L’une voulait apprendre à nager et à plonger quand l’autre désirait savoir grimper aux arbres. La première se serait contentée de manger des écorces et le second avait envie de goûter aux fruits oléagineux. Des dissensions physiques se firent jour. Louise rêvait d’une queue couverte d’écailles tandis que Lucas voyait bien la sienne en forme de panache. Leur union s’annonçait des plus problématiques, l'intercession d’un tiers s’avérait nécessaire.
Ils firent appel à la bonne fée Morgane, celle-là même qui se fit la réputation d’être une marieuse, une entremetteuse pour unions délicates. La fée les écouta tous deux, attentivement, avec bienveillance même si parfois, elle laissait échapper un petit sourire qui en disait long sur cet accouplement si incongru qui laissait présager de nombreuses et désopilantes scènes de ménage !
Après bien des réflexions, Morgane leur avoua son impuissance à les satisfaire dans l’instant. Ce qu’elle pouvait faire ne concernerait que leurs descendants puisqu’elle consentait à user de son pouvoir magique pour permettre que leur union fût féconde. Mais là encore, il convenait de se mettre d’accord, établir une sorte de contrat de mariage pour coucher sur le papier la nouvelle espèce à naître.
Morgane voulant ménager la chèvre et le chou leur proposa en tout premier lieu de leur permettre d’enfanter des ornithorynques. D’une part, la fée affirmait qu’avec un nom pareil, leurs rejetons n’auraient jamais le moindre problème en orthographe et d’autre part ils n’auraient jamais besoin de consulter une orthophoniste. L’intérêt de ces deux arguments, pourtant non dénués de fondement, échappa totalement aux deux amoureux.
La fée poursuivit alors ses explications par un exposé naturaliste. L’ornithorynque tient du mammifère et de l’oiseau. Disposant d’un bec de canard, d’une fourrure douce et soyeuse, ce petit animal a de quoi intriguer d’autant que si la femelle allaite, elle pond des œufs. Il nage aisément. Au fond de son plan d'eau, il sonde avec son bec les sédiments ou le dessous des pierres, à la recherche de sa nourriture constituée de têtards, de petits poissons, des escargots d'eau, des crevettes ou des vers, même si l'essentiel de son régime est constitué de larves d'insectes.

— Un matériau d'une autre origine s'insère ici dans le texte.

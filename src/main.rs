use clap::Parser;
use uplift_gateway::{
    CliArgs, LoggingConfig, ServerConfig, init_logging, run_server, shutdown_telemetry,
};

#[tokio::main]
async fn main() -> anyhow::Result<()> {
    let logging_config = LoggingConfig::from_env();
    let _guard = init_logging(logging_config)?;

    let cli = CliArgs::parse();
    let config = ServerConfig::from_args(cli)?;

    let result = run_server(config).await;

    // flush traces before exit
    shutdown_telemetry();

    result
}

Morgane termine en précisant qu’ayant emmagasiné plusieurs proies dans ses joues, l’animal remonte à la surface pour faire la planche sur le ventre. C’est alors qu’il mâche en s'aidant de sa langue et des plaques cornées de sa bouche, qui font office de dents, avant d'avaler. Lucas et Louise n’en pouvaient plus. Changer de régime alimentaire, il n’en était pas question. Enfanter un carnivore, ce serait s’exposer, eux les rongeurs à tous les périls. La reconnaissance du ventre finirait par les mettre en péril. Leur refus devint catégorique quand ils découvrirent la représentation que leur montra la fée. À franchement parler, cette idée n’avait ni queue ni tête si on en croit ce qu’ils avaient sous les yeux.
Morgane changea alors de catalogue. La période était propice à tenter de leur vendre un animal à la mode. Elle proposa le pangolin pour satisfaire les désirs d’écailles de la belle Louise. Lucas se récria. Que leurs enfants passent leur vie dans les arbres ne lui plaisait guère mais qu’en prime, ils finissent dans des assiettes exotiques, il n’en était pas question.
Louise aimablement rappela au castor qu’il n’y a pas si longtemps, ses congénères subissaient le même sort, transformés qu’ils étaient en pâté ou en saucisson sous les bons offices des moines qui prétendaient alors que l’espèce appartenait à l’ordre des poissons. Lucas reconnut qu’il devait en convenir et eut le malheur d’ajouter à destination de Louise : « Ce n’est pas ce qui risque de t’arriver ma petite puce, toi qui es couverte de parasites ! »
Morgane devina que le dialogue allait tourner vinaigre. Les considérations d’hygiène corporelle font souvent achopper les plus belles rencontres. Il convenait de passer l’éponge sur ces deux refus tout en changeant radicalement de suggestion d’autant plus que ces petits parasites, eux aussi causèrent bien des misères dans l’histoire de l’humanité.
Morgane qui aurait pu faire une carrière en politique leur conseilla de ne rien changer. Qu’ils s’aiment puisqu’après tout, il convenait toujours de s’incliner devant la force des sentiments même quand ils échappent aux lois communément admises. Il n’avait qu’à renoncer à mettre au monde une descendance. Ce serait pour eux le plus sûr moyen de ne pas provoquer de désastre.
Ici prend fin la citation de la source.